Double-entry journal — This technique starts with a question. For example, a guiding question for reading might be: “Did the Constitution protect the rights of all people?” The goal is to provide students with a purpose for reading. This question should be made explicit to students prior to reading as you model how to annotate.

As students read, they should be expected to pull out information that answers this question. On the left side of the double-entry journal, they will write their “evidence” and on the right side they will make a connection to something else they read or explain how this evidence is relevant. This technique is one way to ensure that students are thinking as they read and can make historical connections that help content resonate.

Multiple writing prompts — It is important for students to write every day in your class. Students should have multiple questions from which to choose, allowing for greater flexibility in their responses.

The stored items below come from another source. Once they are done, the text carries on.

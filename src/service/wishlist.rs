//! Per-request wishlist decoration of catalog listings

use crate::metadata::{ProductId, ProductRecord};
use serde::{Deserialize, Serialize};
use std::collections::HashSet;

/// A product record decorated with the caller's wishlist flag.
///
/// The flag is always serialized, even when false, so anonymous and
/// authenticated listings share one shape.
#[derive(Debug, Clone, Serialize, Deserialize, PartialEq)]
pub struct ListedProduct {
    #[serde(flatten)]
    pub product: ProductRecord,
    pub wishlisted: bool,
}

/// Attach a wishlisted flag to every record.
///
/// Pure function: record order is preserved and nothing is mutated. With no
/// wishlist (anonymous caller, or an account without one) every flag is
/// false.
pub fn overlay_wishlist(
    products: Vec<ProductRecord>,
    wishlist: Option<&HashSet<ProductId>>,
) -> Vec<ListedProduct> {
    products
        .into_iter()
        .map(|product| {
            let wishlisted = wishlist.map_or(false, |w| w.contains(&product.id));
            ListedProduct {
                product,
                wishlisted,
            }
        })
        .collect()
}
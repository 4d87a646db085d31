//! Comprehensive test to verify the metadata store abstraction

#[cfg(test)]
mod integration_tests {
    use crate::metadata::config::{CatalogStoreBackend, MetadataFactoryConfig};
    use crate::metadata::{MetadataStore, ProductRecord};
    use serial_test::serial;
    use std::env;

    fn sample_record(id: &str, title: &str) -> ProductRecord {
        ProductRecord {
            id: id.to_string(),
            title: title.to_string(),
            description: "End to end record".to_string(),
            features: vec!["feature-a".to_string()],
            images: vec!["shot.png".to_string()],
            price: 12.0,
            category: "games".to_string(),
            kind: "digital".to_string(),
            downloadable_file_name: Some(format!("{}.zip", id)),
        }
    }

    #[test]
    #[serial]
    fn test_metadata_abstraction_end_to_end() {
        let dir = tempfile::tempdir().unwrap();

        // Test with both backends
        for backend in [CatalogStoreBackend::Json, CatalogStoreBackend::Mock] {
            println!("Testing with backend: {:?}", backend);

            env::set_var("CATALOG_BACKEND", format!("{:?}", backend).to_lowercase());
            env::set_var(
                "CATALOG_ARTIFACT",
                dir.path()
                    .join(format!("products_{:?}.json", backend).to_lowercase())
                    .to_string_lossy()
                    .to_string(),
            );

            let config = MetadataFactoryConfig::from_env();
            assert_eq!(config.backend, backend);
            let store = config.create_store().expect("Failed to create store");

            // A fresh store reads empty, never errors
            assert!(store.read_all().expect("Initial read failed").is_empty());

            // Full write replaces content and preserves order
            let records = vec![
                sample_record("e2e-1", "Newest"),
                sample_record("e2e-2", "Older"),
            ];
            store.write_all(&records).expect("Write failed");

            let read_back = store.read_all().expect("Read failed");
            assert_eq!(read_back, records);

            // Overwrite fully replaces the previous sequence
            let replacement = vec![sample_record("e2e-3", "Only one left")];
            store.write_all(&replacement).expect("Overwrite failed");

            let read_back = store.read_all().expect("Read after overwrite failed");
            assert_eq!(read_back.len(), 1);
            assert_eq!(read_back[0].id, "e2e-3");

            // Writing an empty sequence empties the store
            store.write_all(&[]).expect("Empty write failed");
            assert!(store.read_all().expect("Final read failed").is_empty());

            println!("✓ Backend {:?} passed all tests", backend);
        }

        env::remove_var("CATALOG_BACKEND");
        env::remove_var("CATALOG_ARTIFACT");
    }

    #[test]
    #[serial]
    fn test_records_are_portable_between_backends() {
        let dir = tempfile::tempdir().unwrap();
        env::set_var(
            "CATALOG_ARTIFACT",
            dir.path().join("portable.json").to_string_lossy().to_string(),
        );

        let json_store = MetadataFactoryConfig {
            backend: CatalogStoreBackend::Json,
        }
        .create_store()
        .expect("Failed to create json store");
        let mock_store = MetadataFactoryConfig {
            backend: CatalogStoreBackend::Mock,
        }
        .create_store()
        .expect("Failed to create mock store");

        let records = vec![
            sample_record("port-1", "First"),
            sample_record("port-2", "Second"),
        ];
        json_store.write_all(&records).expect("Json write failed");

        // Move the sequence between backends without loss
        let from_json = json_store.read_all().expect("Json read failed");
        mock_store.write_all(&from_json).expect("Mock write failed");
        let from_mock = mock_store.read_all().expect("Mock read failed");

        assert_eq!(records, from_json);
        assert_eq!(records, from_mock);

        env::remove_var("CATALOG_ARTIFACT");
        println!("✓ Record portability test passed");
    }
}
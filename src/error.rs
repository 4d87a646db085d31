//! Catalog error types.

/// Error type covering every failure the catalog surface can report.
#[derive(Debug, thiserror::Error)]
pub enum CatalogError {
    #[error("validation failed: {0}")]
    Validation(String),

    #[error("not found: {0}")]
    NotFound(String),

    #[error("forbidden: {0}")]
    Forbidden(String),

    #[error("unauthorized: {0}")]
    Unauthorized(String),

    #[error("unauthenticated")]
    Unauthenticated,

    #[error("persistence failure: {0}")]
    Persistence(String),

    #[error("catalog artifact unparsable: {0}")]
    CorruptStore(String),

    #[error("no deliverable: {0}")]
    NoDeliverable(String),
}

impl CatalogError {
    /// Stable kind code for programmatic handling.
    pub fn kind(&self) -> &'static str {
        match self {
            Self::Validation(_) => "validation",
            Self::NotFound(_) => "not_found",
            Self::Forbidden(_) => "forbidden",
            Self::Unauthorized(_) => "unauthorized",
            Self::Unauthenticated => "unauthenticated",
            Self::Persistence(_) => "persistence",
            Self::CorruptStore(_) => "corrupt_store",
            Self::NoDeliverable(_) => "no_deliverable",
        }
    }
}

impl From<std::io::Error> for CatalogError {
    fn from(e: std::io::Error) -> Self {
        CatalogError::Persistence(e.to_string())
    }
}

impl From<rusqlite::Error> for CatalogError {
    fn from(e: rusqlite::Error) -> Self {
        CatalogError::Persistence(e.to_string())
    }
}

/// Result type for catalog operations.
pub type CatalogResult<T> = std::result::Result<T, CatalogError>;
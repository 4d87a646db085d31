//! JSON-artifact implementation of the catalog metadata store
//!
//! The backing artifact is a pretty-printed JSON document with one top-level
//! `products` collection. It doubles as a reviewable source document, so
//! writes keep a stable field order and reads tolerate the stray trailing
//! comma a hand edit tends to leave behind.

use crate::config::CatalogStoreConfig;
use crate::error::{CatalogError, CatalogResult};
use crate::metadata::{MetadataStore, ProductRecord};
use log::{debug, info, warn};
use serde::{Deserialize, Serialize};
use std::env;
use std::fs::{self, File};
use std::io::Write;
use std::path::{Path, PathBuf};
use uuid::Uuid;

/// Top-level shape of the catalog artifact
#[derive(Serialize, Deserialize)]
struct CatalogDocument {
    products: Vec<ProductRecord>,
}

fn default_artifact_path() -> PathBuf {
    match env::var("CATALOG_ARTIFACT") {
        Ok(path) => {
            info!("Using catalog artifact from environment: {}", path);
            PathBuf::from(path)
        }
        Err(_) => {
            warn!("Catalog artifact location not defined in environment");
            let default_path = Path::new("data").join("products.json");
            info!("Using default artifact path: {}", default_path.display());
            default_path
        }
    }
}

/// Strip commas sitting directly before a closing delimiter, outside string
/// literals. One such comma per delimiter is the tolerated hand-edit defect;
/// anything worse still fails structural parsing.
fn strip_trailing_commas(raw: &str) -> String {
    let mut out = String::with_capacity(raw.len());
    let mut in_string = false;
    let mut escaped = false;

    for (i, c) in raw.char_indices() {
        if in_string {
            out.push(c);
            if escaped {
                escaped = false;
            } else if c == '\\' {
                escaped = true;
            } else if c == '"' {
                in_string = false;
            }
            continue;
        }

        match c {
            '"' => {
                in_string = true;
                out.push(c);
            }
            ',' => {
                let next = raw[i + 1..].chars().find(|ch| !ch.is_whitespace());
                match next {
                    Some(']') | Some('}') => {} // drop the comma
                    _ => out.push(c),
                }
            }
            _ => out.push(c),
        }
    }

    out
}

/// File-backed implementation of MetadataStore
pub struct JsonMetadataStore {
    artifact_path: PathBuf,
}

impl JsonMetadataStore {
    /// Create a new JSON metadata store, creating the artifact's parent
    /// directory if needed. The artifact itself is created on first write.
    pub fn new(config: Option<&CatalogStoreConfig>) -> CatalogResult<Self> {
        let artifact_path = match config {
            Some(cfg) => PathBuf::from(&cfg.artifact_path),
            None => default_artifact_path(),
        };

        if let Some(parent) = artifact_path.parent() {
            if !parent.as_os_str().is_empty() {
                fs::create_dir_all(parent)?;
            }
        }

        Ok(Self { artifact_path })
    }

    /// Path of the backing artifact
    pub fn artifact_path(&self) -> &Path {
        &self.artifact_path
    }
}

impl MetadataStore for JsonMetadataStore {
    fn read_all(&self) -> CatalogResult<Vec<ProductRecord>> {
        if !self.artifact_path.exists() {
            debug!(
                "Catalog artifact {} not present, returning empty sequence",
                self.artifact_path.display()
            );
            return Ok(Vec::new());
        }

        let raw = fs::read_to_string(&self.artifact_path)?;
        if raw.trim().is_empty() {
            debug!(
                "Catalog artifact {} is empty, returning empty sequence",
                self.artifact_path.display()
            );
            return Ok(Vec::new());
        }

        let cleaned = strip_trailing_commas(&raw);
        let doc: CatalogDocument = serde_json::from_str(&cleaned).map_err(|e| {
            warn!(
                "Catalog artifact {} is unparsable: {}",
                self.artifact_path.display(),
                e
            );
            CatalogError::CorruptStore(e.to_string())
        })?;

        Ok(doc.products)
    }

    fn write_all(&self, records: &[ProductRecord]) -> CatalogResult<()> {
        let doc = CatalogDocument {
            products: records.to_vec(),
        };
        let body = serde_json::to_string_pretty(&doc)
            .map_err(|e| CatalogError::Persistence(e.to_string()))?;

        // Write to a temp file in the same directory, then rename over the
        // artifact. A failed write must never leave a half-written artifact.
        let mut temp_os = self.artifact_path.as_os_str().to_owned();
        temp_os.push(format!(".tmp.{}", Uuid::new_v4()));
        let temp_path = PathBuf::from(temp_os);

        let write_temp = || -> std::io::Result<()> {
            let mut file = File::create(&temp_path)?;
            file.write_all(body.as_bytes())?;
            file.write_all(b"\n")?;
            file.sync_all()?;
            Ok(())
        };

        if let Err(e) = write_temp() {
            let _ = fs::remove_file(&temp_path);
            return Err(CatalogError::Persistence(e.to_string()));
        }

        if let Err(e) = fs::rename(&temp_path, &self.artifact_path) {
            let _ = fs::remove_file(&temp_path);
            return Err(CatalogError::Persistence(e.to_string()));
        }

        debug!(
            "Wrote {} product records to {}",
            records.len(),
            self.artifact_path.display()
        );
        Ok(())
    }
}

#[cfg(test)]
mod tests {
    use super::*;
    use tempfile::tempdir;

    fn store_at(dir: &Path) -> JsonMetadataStore {
        let config = CatalogStoreConfig {
            backend: crate::config::CatalogBackend::Json,
            artifact_path: dir.join("products.json").to_string_lossy().to_string(),
        };
        JsonMetadataStore::new(Some(&config)).unwrap()
    }

    fn sample_record(id: &str, title: &str) -> ProductRecord {
        ProductRecord {
            id: id.to_string(),
            title: title.to_string(),
            description: "A fine product".to_string(),
            features: vec!["fast".to_string(), "small".to_string()],
            images: vec!["front.png".to_string()],
            price: 9.5,
            category: "tools".to_string(),
            kind: "digital".to_string(),
            downloadable_file_name: None,
        }
    }

    #[test]
    fn test_missing_artifact_reads_empty() {
        let dir = tempdir().unwrap();
        let store = store_at(dir.path());
        assert!(store.read_all().unwrap().is_empty());
    }

    #[test]
    fn test_empty_artifact_reads_empty() {
        let dir = tempdir().unwrap();
        let store = store_at(dir.path());
        fs::write(store.artifact_path(), "").unwrap();
        assert!(store.read_all().unwrap().is_empty());

        fs::write(store.artifact_path(), "   \n\t\n").unwrap();
        assert!(store.read_all().unwrap().is_empty());
    }

    #[test]
    fn test_write_read_round_trip() {
        let dir = tempdir().unwrap();
        let store = store_at(dir.path());

        let records = vec![sample_record("p1", "First"), sample_record("p2", "Second")];
        store.write_all(&records).unwrap();

        let read_back = store.read_all().unwrap();
        assert_eq!(read_back, records);
    }

    #[test]
    fn test_rewrite_of_read_content_is_a_noop() {
        let dir = tempdir().unwrap();
        let store = store_at(dir.path());

        store
            .write_all(&[sample_record("p1", "First"), sample_record("p2", "Second")])
            .unwrap();
        let before = fs::read_to_string(store.artifact_path()).unwrap();

        let records = store.read_all().unwrap();
        store.write_all(&records).unwrap();
        let after = fs::read_to_string(store.artifact_path()).unwrap();

        assert_eq!(before, after);
    }

    #[test]
    fn test_serialization_is_pretty_with_stable_field_order() {
        let dir = tempdir().unwrap();
        let store = store_at(dir.path());

        let mut record = sample_record("p1", "First");
        record.downloadable_file_name = Some("first.zip".to_string());
        store.write_all(&[record]).unwrap();

        let raw = fs::read_to_string(store.artifact_path()).unwrap();
        assert!(raw.contains("\"products\": ["));
        assert!(raw.contains("\n    "));

        let field_order = [
            "\"id\"",
            "\"title\"",
            "\"description\"",
            "\"features\"",
            "\"images\"",
            "\"price\"",
            "\"category\"",
            "\"type\"",
            "\"downloadableFileName\"",
        ];
        let positions: Vec<usize> = field_order
            .iter()
            .map(|f| raw.find(f).unwrap_or_else(|| panic!("missing field {}", f)))
            .collect();
        let mut sorted = positions.clone();
        sorted.sort_unstable();
        assert_eq!(positions, sorted);
    }

    #[test]
    fn test_single_trailing_comma_in_array_is_tolerated() {
        let dir = tempdir().unwrap();
        let store = store_at(dir.path());

        let artifact = r#"{
  "products": [
    {
      "id": "p1",
      "title": "Hand Edited",
      "description": "left a comma behind",
      "features": [],
      "images": ["x.png"],
      "price": 1.0,
      "category": "misc",
      "type": "digital",
      "downloadableFileName": null
    },
  ]
}"#;
        fs::write(store.artifact_path(), artifact).unwrap();

        let records = store.read_all().unwrap();
        assert_eq!(records.len(), 1);
        assert_eq!(records[0].id, "p1");
    }

    #[test]
    fn test_single_trailing_comma_in_record_is_tolerated() {
        let dir = tempdir().unwrap();
        let store = store_at(dir.path());

        let artifact = r#"{
  "products": [
    {
      "id": "p1",
      "title": "Hand Edited",
      "description": "comma after the last field",
      "features": [],
      "images": ["x.png"],
      "price": 1.0,
      "category": "misc",
      "type": "digital",
      "downloadableFileName": null,
    }
  ]
}"#;
        fs::write(store.artifact_path(), artifact).unwrap();

        let records = store.read_all().unwrap();
        assert_eq!(records.len(), 1);
    }

    #[test]
    fn test_double_trailing_comma_is_corrupt() {
        let dir = tempdir().unwrap();
        let store = store_at(dir.path());

        let artifact = r#"{ "products": [ { "id": "p1", "title": "t", "description": "d",
            "images": ["x.png"], "price": 1.0, "category": "c" },, ] }"#;
        fs::write(store.artifact_path(), artifact).unwrap();

        match store.read_all() {
            Err(CatalogError::CorruptStore(_)) => {}
            other => panic!("expected CorruptStore, got {:?}", other),
        }
    }

    #[test]
    fn test_garbage_artifact_is_corrupt() {
        let dir = tempdir().unwrap();
        let store = store_at(dir.path());
        fs::write(store.artifact_path(), "this is not json at all").unwrap();

        match store.read_all() {
            Err(CatalogError::CorruptStore(_)) => {}
            other => panic!("expected CorruptStore, got {:?}", other),
        }
    }

    #[test]
    fn test_commas_inside_strings_are_untouched() {
        let dir = tempdir().unwrap();
        let store = store_at(dir.path());

        let mut record = sample_record("p1", "Deluxe, Collector's Edition");
        record.description = "Ships with \"quotes\", commas, and more".to_string();
        store.write_all(&[record.clone()]).unwrap();

        let read_back = store.read_all().unwrap();
        assert_eq!(read_back[0].title, record.title);
        assert_eq!(read_back[0].description, record.description);
    }

    #[test]
    fn test_write_leaves_no_temp_files() {
        let dir = tempdir().unwrap();
        let store = store_at(dir.path());

        store.write_all(&[sample_record("p1", "First")]).unwrap();
        store.write_all(&[sample_record("p2", "Second")]).unwrap();

        let entries: Vec<_> = fs::read_dir(dir.path())
            .unwrap()
            .map(|e| e.unwrap().file_name().to_string_lossy().to_string())
            .collect();
        assert_eq!(entries, vec!["products.json".to_string()]);
    }

    #[test]
    fn test_overwrite_replaces_content() {
        let dir = tempdir().unwrap();
        let store = store_at(dir.path());

        store.write_all(&[sample_record("p1", "First")]).unwrap();
        store.write_all(&[sample_record("p2", "Second")]).unwrap();

        let records = store.read_all().unwrap();
        assert_eq!(records.len(), 1);
        assert_eq!(records[0].id, "p2");
    }

    #[test]
    fn test_strip_trailing_commas_cases() {
        assert_eq!(strip_trailing_commas("[1, 2, 3]"), "[1, 2, 3]");
        assert_eq!(strip_trailing_commas("[1, 2, 3,]"), "[1, 2, 3]");
        assert_eq!(strip_trailing_commas("[1, 2, 3 , ]"), "[1, 2, 3  ]");
        assert_eq!(strip_trailing_commas("{\"a\": 1,}"), "{\"a\": 1}");
        assert_eq!(strip_trailing_commas("[\"a,]\"]"), "[\"a,]\"]");
        assert_eq!(strip_trailing_commas("[1,,]"), "[1,]");
        assert_eq!(strip_trailing_commas("[\"esc\\\",\", 2,]"), "[\"esc\\\",\", 2]");
    }
}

For example, students can be asked a higher-order question that requires them to produce evidence from the reading, asked to make a prediction or simply asked to state what they learned that day. While some may rightfully be cautious about the last prompt, experience shows that students will respond to the prompt that matches their skill level. If I have too many students responding to the lower level questions, I know this is a topic I should try to teach in a different manner.

Think, pair, share — Social studies teachers like to develop democratic communities. One way to get everyone involved is through a think, pair, share — i.e., posing a question to the entire class and asking students to briefly write down their responses and share them with a neighbor. This approach creates a more collaborative classroom, allows more voices to be heard and exposes students to different perspectives while also encouraging a more student-centered classroom.

One-sentence interviews — This technique can get students to verbalize their beliefs after reading a text. For example, after a reading about the abolitionist John Brown, one potential question for a one-sentence interview is “Was John Brown right to use extreme measures to fight slavery?” Students would take seven to eight minutes asking each other this question and writing down their responses. Again, this technique creates a more collaborative and democratic classroom and recognizes the inherent diversity within social studies. It also acknowledges that history is not handed down from on high but is subject to multiple and competing interpretations.